# WHAT IS REQUIRED
Copy each line that includes the string "ShapeError" from the material into your answer.

# DATA RECORDS
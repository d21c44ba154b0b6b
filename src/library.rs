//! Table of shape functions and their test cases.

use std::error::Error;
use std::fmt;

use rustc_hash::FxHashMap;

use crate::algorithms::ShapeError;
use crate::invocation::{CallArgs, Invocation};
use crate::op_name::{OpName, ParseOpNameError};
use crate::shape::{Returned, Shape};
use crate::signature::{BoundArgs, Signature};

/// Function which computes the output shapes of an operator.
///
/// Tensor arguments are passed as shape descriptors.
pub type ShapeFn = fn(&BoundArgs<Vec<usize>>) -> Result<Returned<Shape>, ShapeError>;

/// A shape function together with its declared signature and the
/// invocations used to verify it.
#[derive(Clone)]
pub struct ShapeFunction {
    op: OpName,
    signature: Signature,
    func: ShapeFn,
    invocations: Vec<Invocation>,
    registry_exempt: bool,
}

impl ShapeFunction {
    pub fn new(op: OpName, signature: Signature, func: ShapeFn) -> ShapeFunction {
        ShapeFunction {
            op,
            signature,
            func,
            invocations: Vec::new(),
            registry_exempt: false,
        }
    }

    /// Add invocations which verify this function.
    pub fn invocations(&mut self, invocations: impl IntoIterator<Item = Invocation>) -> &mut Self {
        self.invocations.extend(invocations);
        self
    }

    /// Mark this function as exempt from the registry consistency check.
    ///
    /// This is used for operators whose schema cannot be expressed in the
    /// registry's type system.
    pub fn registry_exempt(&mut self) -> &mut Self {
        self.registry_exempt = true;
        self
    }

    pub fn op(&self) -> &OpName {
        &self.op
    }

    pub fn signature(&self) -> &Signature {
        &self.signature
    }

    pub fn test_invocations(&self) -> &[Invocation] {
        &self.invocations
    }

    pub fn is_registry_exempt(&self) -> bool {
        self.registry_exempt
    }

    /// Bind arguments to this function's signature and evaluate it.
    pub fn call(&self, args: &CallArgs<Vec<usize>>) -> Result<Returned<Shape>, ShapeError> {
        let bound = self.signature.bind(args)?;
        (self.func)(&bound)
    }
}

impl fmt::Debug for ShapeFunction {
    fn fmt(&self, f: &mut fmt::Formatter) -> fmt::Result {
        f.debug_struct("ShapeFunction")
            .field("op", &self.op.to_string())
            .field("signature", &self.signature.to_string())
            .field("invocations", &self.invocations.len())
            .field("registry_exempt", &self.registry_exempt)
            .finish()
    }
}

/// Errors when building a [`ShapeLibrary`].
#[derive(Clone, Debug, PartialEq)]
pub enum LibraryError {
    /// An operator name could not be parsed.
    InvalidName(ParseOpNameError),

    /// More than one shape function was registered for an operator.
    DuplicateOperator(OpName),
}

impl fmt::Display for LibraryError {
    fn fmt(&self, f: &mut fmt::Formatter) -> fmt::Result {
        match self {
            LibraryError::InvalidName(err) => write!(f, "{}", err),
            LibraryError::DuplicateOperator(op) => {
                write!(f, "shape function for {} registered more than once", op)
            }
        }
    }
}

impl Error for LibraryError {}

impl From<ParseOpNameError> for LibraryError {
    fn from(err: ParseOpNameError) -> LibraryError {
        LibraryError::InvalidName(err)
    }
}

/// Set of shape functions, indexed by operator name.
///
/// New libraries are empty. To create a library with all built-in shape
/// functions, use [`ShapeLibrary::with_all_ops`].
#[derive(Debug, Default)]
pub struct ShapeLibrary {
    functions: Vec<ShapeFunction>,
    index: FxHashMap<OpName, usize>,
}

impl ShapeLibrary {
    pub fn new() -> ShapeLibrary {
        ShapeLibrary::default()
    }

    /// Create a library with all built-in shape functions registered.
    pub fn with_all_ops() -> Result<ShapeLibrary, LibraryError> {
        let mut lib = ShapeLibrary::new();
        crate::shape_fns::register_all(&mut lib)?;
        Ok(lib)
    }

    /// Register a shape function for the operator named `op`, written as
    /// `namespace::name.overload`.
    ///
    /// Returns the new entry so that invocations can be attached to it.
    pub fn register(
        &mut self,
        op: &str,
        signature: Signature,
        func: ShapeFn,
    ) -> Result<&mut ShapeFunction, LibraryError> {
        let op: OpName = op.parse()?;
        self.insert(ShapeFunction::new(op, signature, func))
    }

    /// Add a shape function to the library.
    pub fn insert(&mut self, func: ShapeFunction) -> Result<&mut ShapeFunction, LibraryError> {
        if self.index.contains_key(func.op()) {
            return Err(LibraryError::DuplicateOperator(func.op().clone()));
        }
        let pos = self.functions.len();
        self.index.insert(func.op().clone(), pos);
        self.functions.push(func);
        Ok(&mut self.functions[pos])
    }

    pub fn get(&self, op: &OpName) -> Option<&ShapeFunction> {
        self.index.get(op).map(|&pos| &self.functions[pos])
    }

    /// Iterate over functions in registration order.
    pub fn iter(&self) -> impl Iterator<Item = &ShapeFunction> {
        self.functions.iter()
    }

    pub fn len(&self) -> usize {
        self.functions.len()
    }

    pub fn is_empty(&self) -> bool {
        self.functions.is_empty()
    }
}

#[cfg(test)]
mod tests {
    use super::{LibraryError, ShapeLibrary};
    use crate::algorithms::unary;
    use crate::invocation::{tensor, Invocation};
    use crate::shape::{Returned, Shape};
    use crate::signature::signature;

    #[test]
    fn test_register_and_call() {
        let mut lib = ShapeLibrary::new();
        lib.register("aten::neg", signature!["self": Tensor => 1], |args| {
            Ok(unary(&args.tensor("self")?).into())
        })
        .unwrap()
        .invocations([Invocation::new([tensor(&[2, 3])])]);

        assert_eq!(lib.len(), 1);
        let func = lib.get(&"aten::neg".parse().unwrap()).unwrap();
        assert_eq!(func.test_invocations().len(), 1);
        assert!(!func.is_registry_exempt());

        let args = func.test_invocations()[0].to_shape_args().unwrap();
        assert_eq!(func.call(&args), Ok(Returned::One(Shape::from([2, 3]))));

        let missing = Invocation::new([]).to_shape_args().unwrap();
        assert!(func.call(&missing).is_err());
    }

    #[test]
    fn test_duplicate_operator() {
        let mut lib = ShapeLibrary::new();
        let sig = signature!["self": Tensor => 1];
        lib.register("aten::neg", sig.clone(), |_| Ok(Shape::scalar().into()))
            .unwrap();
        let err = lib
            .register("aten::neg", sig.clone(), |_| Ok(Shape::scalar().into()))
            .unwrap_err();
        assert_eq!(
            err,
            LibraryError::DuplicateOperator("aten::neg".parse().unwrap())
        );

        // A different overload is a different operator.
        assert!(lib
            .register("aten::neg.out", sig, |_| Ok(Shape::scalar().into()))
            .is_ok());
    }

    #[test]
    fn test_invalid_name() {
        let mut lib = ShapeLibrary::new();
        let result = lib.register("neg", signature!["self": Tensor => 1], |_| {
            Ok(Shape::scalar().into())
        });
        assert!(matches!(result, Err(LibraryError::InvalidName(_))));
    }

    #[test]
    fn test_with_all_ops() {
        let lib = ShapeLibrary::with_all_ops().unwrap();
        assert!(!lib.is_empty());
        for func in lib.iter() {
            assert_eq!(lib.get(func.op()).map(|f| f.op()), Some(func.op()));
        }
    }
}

# YOUR RESPONSE
use crate::algorithms::ShapeError;
pub type ShapeFn = fn(&BoundArgs<Vec<usize>>) -> Result<Returned<Shape>, ShapeError>;
    pub fn call(&self, args: &CallArgs<Vec<usize>>) -> Result<Returned<Shape>, ShapeError> {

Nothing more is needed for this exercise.